Technical Abstract: Two pasture growth models that share many common features but differ in model complexity have been developed for incorporation into the Integrated Farm System Model (IFSM), a whole-farm model that predicts effects of weather and management on hydrology, soil nutrient dynamics, forage and crop yields, milk or beef production, and farm economics. Major differences between models include the explicit representation of roots in the more complex model and their effects on carbon portioning and growth. The overall goal was to develop a model capable of representing growth, competition, and ecosystem carbon fluxes among multiple plant species in pastures while maintaining a relatively simple model structure that minimizes the number of required user inputs. Models were compared against observed yield data for twelve site-years from three experiments in central Pennsylvania, USA. Each model performed best under conditions that were similar to those under which it was developed.
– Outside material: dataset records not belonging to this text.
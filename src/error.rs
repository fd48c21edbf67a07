use std::error::Error;
use std::fmt;
use std::fmt::Display;

use crate::DeviceId;

/// Convenience alias for results returned by this crate.
pub type HandheldResult<T> = Result<T, HandheldError>;

/// This enum contains all error messages this library can return.
///
/// Only construction and configuration are fallible. Everything a running device or
/// network does is total: a `turn_on` without a game, a duplicate `add_device` or a
/// `disconnect_from` a non-peer are documented no-ops rather than errors.
#[derive(Debug, Clone, PartialEq, Eq, Hash)]
pub enum HandheldError {
    /// The rendering surface could not be acquired while constructing a device.
    SurfaceUnavailable {
        /// The id of the device that failed to construct.
        device_id: DeviceId,
    },
    /// A configuration value was rejected during validation.
    InvalidConfig {
        /// Further specifies why the configuration was invalid.
        info: String,
    },
    /// A button name did not match any of the eight device buttons.
    UnknownButton {
        /// The name that failed to parse.
        name: String,
    },
    /// You made an invalid request, usually by calling an operation the receiver does not support.
    InvalidRequest {
        /// Further specifies why the request was invalid.
        info: String,
    },
    /// A driver is already running for this scheduler.
    DriverAlreadyRunning,
    /// The driver thread could not be started.
    DriverSpawn {
        /// A description of the spawn failure.
        context: String,
    },
}

impl Display for HandheldError {
    fn fmt(&self, f: &mut fmt::Formatter<'_>) -> fmt::Result {
        match self {
            HandheldError::SurfaceUnavailable { device_id } => {
                write!(
                    f,
                    "Could not acquire a rendering surface for device {}",
                    device_id
                )
            },
            HandheldError::InvalidConfig { info } => {
                write!(f, "Invalid configuration: {}", info)
            },
            HandheldError::UnknownButton { name } => {
                write!(f, "Unknown button: {:?}", name)
            },
            HandheldError::InvalidRequest { info } => {
                write!(f, "Invalid Request: {}", info)
            },
            HandheldError::DriverAlreadyRunning => {
                write!(f, "A driver is already running for this scheduler")
            },
            HandheldError::DriverSpawn { context } => {
                write!(f, "Failed to start scheduler driver: {}", context)
            },
        }
    }
}

impl Error for HandheldError {}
The simple model was equal to the complex model for yield predictions and for predictions of gross primary productivity (GPP), despite the fact that the complex model was specifically developed to optimize simulation of GPP. Greatest differences between models were in the simulation of shoot respiration and its effect on carbon partitioning between above and belowground plant tissues. These results highlight the importance of avoiding model over parameterization, thereby matching the complexity of a model’s structure with its main goals.